Most river guides hope the dam never happens, but local rafting companies are afraid to speak out against it. They fear repercussions — from being shot to having their passport or business license revoked. International support is imperative if we want to see this river protected.

ALONG THE RIVER, villagers carve and sell wooden figurines: elephants, rhinos, lions, water buffalo. Ndelelwa always buys some, though he does not need them. I bought carvings too, and the vendor insisted on giving me a few extra.

Then Ndelelwa invited me to his village to eat nshima, a traditional thick maize porridge. We sat outside the round mud huts with grass roofs. Five children ran over to look at me with toothy smiles and a wide-eyed curiosity. As we ate from one bowl, I thanked them in their dialect, “Ndalumba.”

If the river is dammed, I wonder, what will happen to these people? How will they survive?

The last time I flipped the raft on the Zambezi, the waves were gentle. We held the perimeter rope of the capsized boat as we floated through a narrow section of canyon. Ngenda smiled as he turned the boat upright.

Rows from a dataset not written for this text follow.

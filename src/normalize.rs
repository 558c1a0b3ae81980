//! Percentile-curved intensity scale
//!
//! Raw counts are heavy-tailed: one day with 80 commits would flatten every
//! other day to the bottom of a linear scale. Counts are therefore measured
//! against the 90th percentile of non-zero days and pushed through a square
//! root before being mapped onto 1-99. Zero stays zero.

use serde::{Deserialize, Serialize};

use crate::calendar::Grid;
use crate::tilemap::Tilemap;

/// Highest value on the intensity scale.
pub const MAX_INTENSITY: u8 = 99;

/// A grid cell after normalization.
#[derive(Clone, Copy, Debug, PartialEq, Eq, Serialize, Deserialize)]
pub struct GridCell100 {
    pub week: usize,
    pub day: usize,
    pub raw_count: u32,
    pub intensity: u8,
}

/// Normalizer output: cells in week-major order plus a lookup map.
#[derive(Clone, Debug)]
pub struct Normalized {
    pub cells: Vec<GridCell100>,
    pub intensities: Tilemap<u8>,
    pub effective_max: u32,
}

/// The 90th-percentile non-zero count, or 1 when there are none.
pub fn effective_max(counts: impl IntoIterator<Item = u32>) -> u32 {
    let mut non_zero: Vec<u32> = counts.into_iter().filter(|&c| c > 0).collect();
    if non_zero.is_empty() {
        return 1;
    }
    non_zero.sort_unstable();
    let idx = ((non_zero.len() as f64 * 0.9).floor() as usize).min(non_zero.len() - 1);
    non_zero[idx]
}

/// Map a raw count onto 0-99 given the effective maximum.
pub fn intensity_for(raw_count: u32, effective_max: u32) -> u8 {
    if raw_count == 0 {
        return 0;
    }
    let ratio = (raw_count as f64 / effective_max.max(1) as f64).clamp(0.0, 1.0);
    let scaled = (ratio.sqrt() * 98.0).round() + 1.0;
    scaled.clamp(1.0, MAX_INTENSITY as f64) as u8
}

pub fn normalize(grid: &Grid) -> Normalized {
    let weeks = grid.week_count();
    let days = grid.day_count();
    let eff = effective_max(grid.counts().iter().map(|(_, _, &c)| c));

    let mut cells = Vec::with_capacity(weeks * days);
    let mut intensities = Tilemap::new_with(weeks, days, 0u8);

    for week in 0..weeks {
        for day in 0..days {
            let raw_count = grid.count(week, day);
            let intensity = intensity_for(raw_count, eff);
            intensities.set(week, day, intensity);
            cells.push(GridCell100 { week, day, raw_count, intensity });
        }
    }

    tracing::debug!(effective_max = eff, cells = cells.len(), "normalized activity grid");

    Normalized { cells, intensities, effective_max: eff }
}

Dam projects are rarely stopped in industrial civilization. Save the Zambezi formed to oppose the construction of this dam. They seek help in challenging the ESIA. This dam will likely go ahead unless there is an unprecedented outcry of resistance. The Nyami Nyami protected us on the river. Perhaps his rage may once again knock down any walls placed in his path. I touch my necklace and pray for the river.